Saved entries:
§ §

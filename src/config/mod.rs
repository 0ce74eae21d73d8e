//! Configuration loading: defaults, optional config file, then `AMBI_*`
//! environment variables.

use anyhow::Result;
use serde::{Deserialize, Serialize};
use std::path::PathBuf;

use crate::capture::{BorderConfig, LedLayout};
use crate::connection::ConnectionOptions;
use crate::discovery::ScannerOptions;
use crate::error::{BridgeError, BridgeResult};
use crate::processing::{SmoothingSettings, TransformConfig};
use crate::protocols::ControllerEndpoint;

pub const APP_DIR_NAME: &str = "ambient-bridge";
pub const MAX_FRAME_RATE: u32 = 120;

#[derive(Debug, Clone, PartialEq, Serialize, Deserialize)]
#[serde(default)]
pub struct Config {
    /// Frames per second accepted from the capture source
    pub frame_rate: u32,
    pub layout: LedLayout,
    pub smoothing: SmoothingSettings,
    pub transform: TransformConfig,
    pub border: BorderConfig,
    pub controller: Option<ControllerEndpoint>,
    pub connection: ConnectionOptions,
    pub scanner: ScannerOptions,
}

impl Default for Config {
    fn default() -> Self {
        Self {
            frame_rate: 30,
            layout: LedLayout::default(),
            smoothing: SmoothingSettings::default(),
            transform: TransformConfig::default(),
            border: BorderConfig::default(),
            controller: None,
            connection: ConnectionOptions::default(),
            scanner: ScannerOptions::default(),
        }
    }
}

impl Config {
    /// Everything that must hold before a connection is attempted.
    pub fn validate(&self) -> BridgeResult<()> {
        self.validate_processing()?;
        if self.connection.connect_timeout_ms == 0 || self.connection.shutdown_timeout_ms == 0 {
            return Err(BridgeError::config("connection timeouts must be non-zero"));
        }
        self.controller
            .as_ref()
            .ok_or_else(|| BridgeError::config("no controller configured"))?
            .validate()
    }

    /// Checks for the capture and processing stages only.
    pub fn validate_processing(&self) -> BridgeResult<()> {
        if self.frame_rate == 0 || self.frame_rate > MAX_FRAME_RATE {
            return Err(BridgeError::config(format!(
                "frame rate {} outside 1..={}",
                self.frame_rate, MAX_FRAME_RATE
            )));
        }
        self.layout.validate()?;
        self.smoothing.resolve().validate()?;
        self.transform.validate()
    }
}

/// Get config directory (AMBI_CONFIG_DIR or platform default)
pub fn get_config_dir() -> PathBuf {
    if let Ok(dir) = std::env::var("AMBI_CONFIG_DIR") {
        return PathBuf::from(dir);
    }

    #[cfg(target_os = "macos")]
    {
        if let Ok(home) = std::env::var("HOME") {
            return PathBuf::from(home)
                .join("Library/Application Support")
                .join(APP_DIR_NAME);
        }
    }

    #[cfg(target_os = "linux")]
    {
        if let Ok(xdg) = std::env::var("XDG_CONFIG_HOME") {
            return PathBuf::from(xdg).join(APP_DIR_NAME);
        }
        if let Ok(home) = std::env::var("HOME") {
            return PathBuf::from(home).join(".config").join(APP_DIR_NAME);
        }
    }

    #[cfg(target_os = "windows")]
    {
        if let Ok(appdata) = std::env::var("APPDATA") {
            return PathBuf::from(appdata).join(APP_DIR_NAME);
        }
    }

    // Fallback to current directory
    PathBuf::from(".")
}

pub fn load_config() -> Result<Config> {
    let config_dir = get_config_dir();
    tracing::debug!("Loading config from {}", config_dir.display());

    let config = ::config::Config::builder()
        // config.{toml,yaml,json} if present
        .add_source(
            ::config::File::with_name(&config_dir.join("config").to_string_lossy()).required(false),
        )
        // AMBI_FRAME_RATE, AMBI_CONTROLLER__HOST, AMBI_LAYOUT__TOP, ...
        .add_source(
            ::config::Environment::with_prefix("AMBI")
                .prefix_separator("_")
                .separator("__")
                .try_parsing(true),
        )
        .build()?;

    Ok(config.try_deserialize()?)
}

§ §

## WORK TASK
All that should appear in the response is the run of lines from the first line of the entries through the line containing "use std::path::PathBuf;", copied exactly.

## RESPONSE BOX
filename src/config/mod.rs
repository 0ce74eae21d73d8e
//! Configuration loading: defaults, optional config file, then `AMBI_*`
//! environment variables.

use anyhow::Result;
use serde::{Deserialize, Serialize};
use std::path::PathBuf;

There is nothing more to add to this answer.